It sounds as if he loves you, I mean really loves you. He's knows about the BPD, he's reading the books, he's still with you. He hasn't run away. AND YOU ARE TRYING TO GET BETTER. Let him help you, by loving you.

[COLOR=Red]" I've heard that healing borderline personality disorder is a very difficult and painful thing. You have to revisit all of your old pain and deal with it head on. Ignoring the feelings works only for a short time. I am past the first hump- I readily admit that I'm sick, and I want to be better. But there is a lot of work to be done, and it will take time and living well to heal myself. It's not something you can just snap out of, it's a mental illness- a personality disorder that took years and years to create. There's no immediate cure."
[/COLOR] You are so right, there is no immediate cure and it will take time to get better.

You have the intelligence and the desire to help yourself. You have a wonderful man who loves you and is standing by you. You must be easier on yourself. You are doing all the right things. You will not always get it right, you will backslide, you will have setbacks, you will get better. The periods of not having problems will get longer and longer.

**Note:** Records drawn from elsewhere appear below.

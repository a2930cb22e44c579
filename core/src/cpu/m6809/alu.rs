//! ALU operations and condition-code bookkeeping.
//!
//! Pure register-file transforms: the state machine resolves operands and
//! timing, these functions compute results and flags on the staged
//! registers.

use crate::cpu::m6809::instructions::{Alu8Op, Alu16Op, Cond, RmwOp};
use crate::cpu::registers::{CcFlag, RegisterName, Registers};

fn set_flags_logical(regs: &mut Registers, result: u8) {
    regs.set_flag(CcFlag::N, result & 0x80 != 0);
    regs.set_flag(CcFlag::Z, result == 0);
    regs.set_flag(CcFlag::V, false);
}

fn add8(regs: &mut Registers, value: u8, operand: u8, carry_in: bool) -> u8 {
    let carry = u16::from(carry_in);
    let sum = u16::from(value) + u16::from(operand) + carry;
    let result = sum as u8;
    let half = (value & 0x0F) + (operand & 0x0F) + carry as u8 > 0x0F;
    let overflow = ((value ^ result) & (operand ^ result) & 0x80) != 0;
    regs.set_flag(CcFlag::H, half);
    regs.set_flag(CcFlag::N, result & 0x80 != 0);
    regs.set_flag(CcFlag::Z, result == 0);
    regs.set_flag(CcFlag::V, overflow);
    regs.set_flag(CcFlag::C, sum > 0xFF);
    result
}

fn sub8(regs: &mut Registers, value: u8, operand: u8, carry_in: bool) -> u8 {
    let borrow = u16::from(carry_in);
    let diff = u16::from(value)
        .wrapping_sub(u16::from(operand))
        .wrapping_sub(borrow);
    let result = diff as u8;
    let overflow = ((value ^ operand) & (value ^ result) & 0x80) != 0;
    regs.set_flag(CcFlag::N, result & 0x80 != 0);
    regs.set_flag(CcFlag::Z, result == 0);
    regs.set_flag(CcFlag::V, overflow);
    regs.set_flag(CcFlag::C, diff > 0xFF);
    result
}

fn add16(regs: &mut Registers, value: u16, operand: u16) -> u16 {
    let sum = u32::from(value) + u32::from(operand);
    let result = sum as u16;
    let overflow = ((value ^ result) & (operand ^ result) & 0x8000) != 0;
    regs.set_flag(CcFlag::N, result & 0x8000 != 0);
    regs.set_flag(CcFlag::Z, result == 0);
    regs.set_flag(CcFlag::V, overflow);
    regs.set_flag(CcFlag::C, sum > 0xFFFF);
    result
}

fn sub16(regs: &mut Registers, value: u16, operand: u16) -> u16 {
    let diff = u32::from(value).wrapping_sub(u32::from(operand));
    let result = diff as u16;
    let overflow = ((value ^ operand) & (value ^ result) & 0x8000) != 0;
    regs.set_flag(CcFlag::N, result & 0x8000 != 0);
    regs.set_flag(CcFlag::Z, result == 0);
    regs.set_flag(CcFlag::V, overflow);
    regs.set_flag(CcFlag::C, diff > 0xFFFF);
    result
}

/// Apply an 8-bit two-operand ALU operation to the named accumulator.
/// CMP and BIT discard the result.
pub fn alu8(regs: &mut Registers, op: Alu8Op, reg: RegisterName, operand: u8) {
    let value = regs.get(reg) as u8;
    match op {
        Alu8Op::Sub => {
            let result = sub8(regs, value, operand, false);
            regs.set(reg, u16::from(result));
        }
        Alu8Op::Cmp => {
            sub8(regs, value, operand, false);
        }
        Alu8Op::Sbc => {
            let carry = regs.flag(CcFlag::C);
            let result = sub8(regs, value, operand, carry);
            regs.set(reg, u16::from(result));
        }
        Alu8Op::And => {
            let result = value & operand;
            set_flags_logical(regs, result);
            regs.set(reg, u16::from(result));
        }
        Alu8Op::Bit => {
            set_flags_logical(regs, value & operand);
        }
        Alu8Op::Eor => {
            let result = value ^ operand;
            set_flags_logical(regs, result);
            regs.set(reg, u16::from(result));
        }
        Alu8Op::Adc => {
            let carry = regs.flag(CcFlag::C);
            let result = add8(regs, value, operand, carry);
            regs.set(reg, u16::from(result));
        }
        Alu8Op::Or => {
            let result = value | operand;
            set_flags_logical(regs, result);
            regs.set(reg, u16::from(result));
        }
        Alu8Op::Add => {
            let result = add8(regs, value, operand, false);
            regs.set(reg, u16::from(result));
        }
    }
}

/// Apply a 16-bit ALU operation against the named register.
pub fn alu16(regs: &mut Registers, op: Alu16Op, reg: RegisterName, operand: u16) {
    let value = regs.get(reg);
    match op {
        Alu16Op::Sub => {
            let result = sub16(regs, value, operand);
            regs.set(reg, result);
        }
        Alu16Op::Add => {
            let result = add16(regs, value, operand);
            regs.set(reg, result);
        }
        Alu16Op::Cmp => {
            sub16(regs, value, operand);
        }
    }
}

/// Apply a read-modify-write operation. Returns the byte to write back,
/// or `None` when the operation only tests (TST).
pub fn rmw(regs: &mut Registers, op: RmwOp, value: u8) -> Option<u8> {
    match op {
        RmwOp::Neg => {
            let result = (0u8).wrapping_sub(value);
            regs.set_flag(CcFlag::N, result & 0x80 != 0);
            regs.set_flag(CcFlag::Z, result == 0);
            regs.set_flag(CcFlag::V, value == 0x80);
            regs.set_flag(CcFlag::C, value != 0);
            Some(result)
        }
        RmwOp::Com => {
            let result = !value;
            regs.set_flag(CcFlag::N, result & 0x80 != 0);
            regs.set_flag(CcFlag::Z, result == 0);
            regs.set_flag(CcFlag::V, false);
            regs.set_flag(CcFlag::C, true);
            Some(result)
        }
        RmwOp::Lsr => {
            let result = value >> 1;
            regs.set_flag(CcFlag::N, false);
            regs.set_flag(CcFlag::Z, result == 0);
            regs.set_flag(CcFlag::C, value & 0x01 != 0);
            Some(result)
        }
        RmwOp::Ror => {
            let carry_in = u8::from(regs.flag(CcFlag::C)) << 7;
            let result = (value >> 1) | carry_in;
            regs.set_flag(CcFlag::N, result & 0x80 != 0);
            regs.set_flag(CcFlag::Z, result == 0);
            regs.set_flag(CcFlag::C, value & 0x01 != 0);
            Some(result)
        }
        RmwOp::Asr => {
            let result = (value >> 1) | (value & 0x80);
            regs.set_flag(CcFlag::N, result & 0x80 != 0);
            regs.set_flag(CcFlag::Z, result == 0);
            regs.set_flag(CcFlag::C, value & 0x01 != 0);
            Some(result)
        }
        RmwOp::Asl => {
            let result = value << 1;
            let carry = value & 0x80 != 0;
            let n = result & 0x80 != 0;
            regs.set_flag(CcFlag::N, n);
            regs.set_flag(CcFlag::Z, result == 0);
            regs.set_flag(CcFlag::V, n ^ carry);
            regs.set_flag(CcFlag::C, carry);
            Some(result)
        }
        RmwOp::Rol => {
            let result = (value << 1) | u8::from(regs.flag(CcFlag::C));
            let carry = value & 0x80 != 0;
            let n = result & 0x80 != 0;
            regs.set_flag(CcFlag::N, n);
            regs.set_flag(CcFlag::Z, result == 0);
            regs.set_flag(CcFlag::V, n ^ carry);
            regs.set_flag(CcFlag::C, carry);
            Some(result)
        }
        RmwOp::Dec => {
            let result = value.wrapping_sub(1);
            regs.set_flag(CcFlag::N, result & 0x80 != 0);
            regs.set_flag(CcFlag::Z, result == 0);
            regs.set_flag(CcFlag::V, value == 0x80);
            Some(result)
        }
        RmwOp::Inc => {
            let result = value.wrapping_add(1);
            regs.set_flag(CcFlag::N, result & 0x80 != 0);
            regs.set_flag(CcFlag::Z, result == 0);
            regs.set_flag(CcFlag::V, value == 0x7F);
            Some(result)
        }
        RmwOp::Tst => {
            set_flags_logical(regs, value);
            None
        }
        RmwOp::Clr => {
            regs.set_flag(CcFlag::N, false);
            regs.set_flag(CcFlag::Z, true);
            regs.set_flag(CcFlag::V, false);
            regs.set_flag(CcFlag::C, false);
            Some(0)
        }
    }
}

/// Evaluate a branch condition against the current condition codes.
pub fn test_cond(regs: &Registers, cond: Cond) -> bool {
    let c = regs.flag(CcFlag::C);
    let z = regs.flag(CcFlag::Z);
    let n = regs.flag(CcFlag::N);
    let v = regs.flag(CcFlag::V);
    match cond {
        Cond::Always => true,
        Cond::Never => false,
        Cond::Hi => !c && !z,
        Cond::Ls => c || z,
        Cond::Cc => !c,
        Cond::Cs => c,
        Cond::Ne => !z,
        Cond::Eq => z,
        Cond::Vc => !v,
        Cond::Vs => v,
        Cond::Pl => !n,
        Cond::Mi => n,
        Cond::Ge => n == v,
        Cond::Lt => n != v,
        Cond::Gt => !z && n == v,
        Cond::Le => z || n != v,
    }
}

/// MUL: D ← A × B. Z from the 16-bit product, C from product bit 7.
pub fn mul(regs: &mut Registers) {
    let product = u16::from(regs.a) * u16::from(regs.b);
    regs.set_d(product);
    regs.set_flag(CcFlag::Z, product == 0);
    regs.set_flag(CcFlag::C, product & 0x80 != 0);
}

/// SEX: sign-extend B into D.
pub fn sex(regs: &mut Registers) {
    regs.a = if regs.b & 0x80 != 0 { 0xFF } else { 0x00 };
    regs.set_flag(CcFlag::N, regs.b & 0x80 != 0);
    regs.set_flag(CcFlag::Z, regs.d() == 0);
}

/// DAA: decimal-adjust A after a BCD addition.
pub fn daa(regs: &mut Registers) {
    let mut correction = 0u8;
    let high = regs.a >> 4;
    let low = regs.a & 0x0F;
    if regs.flag(CcFlag::H) || low > 9 {
        correction |= 0x06;
    }
    if regs.flag(CcFlag::C) || high > 9 || (high > 8 && low > 9) {
        correction |= 0x60;
    }
    let sum = u16::from(regs.a) + u16::from(correction);
    regs.a = sum as u8;
    regs.set_flag(CcFlag::N, regs.a & 0x80 != 0);
    regs.set_flag(CcFlag::Z, regs.a == 0);
    if sum > 0xFF {
        regs.set_flag(CcFlag::C, true);
    }
}

/// TFR/EXG postbyte nibble → register.
pub fn transfer_register(code: u8) -> Option<RegisterName> {
    match code & 0x0F {
        0x0 => Some(RegisterName::D),
        0x1 => Some(RegisterName::X),
        0x2 => Some(RegisterName::Y),
        0x3 => Some(RegisterName::U),
        0x4 => Some(RegisterName::S),
        0x5 => Some(RegisterName::Pc),
        0x8 => Some(RegisterName::A),
        0x9 => Some(RegisterName::B),
        0xA => Some(RegisterName::Cc),
        0xB => Some(RegisterName::Dp),
        _ => None,
    }
}

fn is_wide(name: RegisterName) -> bool {
    matches!(
        name,
        RegisterName::D
            | RegisterName::X
            | RegisterName::Y
            | RegisterName::U
            | RegisterName::S
            | RegisterName::Pc
    )
}

/// Value of a register as seen by TFR/EXG: an 8-bit source feeding a
/// 16-bit destination reads with a high byte of 0xFF.
pub fn transfer_value(regs: &Registers, from: RegisterName, to: RegisterName) -> u16 {
    let value = regs.get(from);
    if !is_wide(from) && is_wide(to) {
        value | 0xFF00
    } else {
        value
    }
}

The key to maintaining a relationship,is communication: open and honest.

I have a wonderful husband, we've been married for 2 1/2 years and we've been together for over five years. When I first met Larry, it was over the internet. We communicated for a few weeks that way, and then I allowed him to phone me. That first phone call lasted 6 1/2 hours!. The second one was longer. After a few weeks, I worked up the courage to meet him in person. I didn't know what he looked like, I didn't care. I already loved him.

I told him, during one of our phone calls, about me being borderline. I told him that I would understand if he wanted to back out or just be friends only. He did some research, and then even more research. I was more honest with Larry than I have ever been with anyone in my life, and this was BEFORE I met him. After we met, I continued being honest with him.... I still am.

I was scared that I would lose him because of the BPD, he was scared that I would lose interest in him because he is a large man.

I would love to tell you that everything has been wonderful and full of happy times since we've been together, but I cannot. We've had our share of problems.

Once, during a borderline episode, I threw him out. We were separated for two months. I saw someone else during that time. Larry didn't give up, he called him, he wrote me, he emailed me. Not to beg me to take him back, but just to let me know that he loved me and was waiting until I was ready again. He reminded me of how we were together. Of how we would go to Walmart and dance in the aisles, he even got one of his friends who worked security at the store to copy the video and send me a copy. He reminded me that we would go for walks in the snow after midnight. Of how happy I was when I was with him. He didn't pressure me, he just consistently let me know that he loved me.

After my episode was over and I came back to my senses, Larry never brought it up again. He never accused me of cheating on him, he never reminded me that I did cheat on him. We weren't married yet, but we were engaged when this happened. He just loved me.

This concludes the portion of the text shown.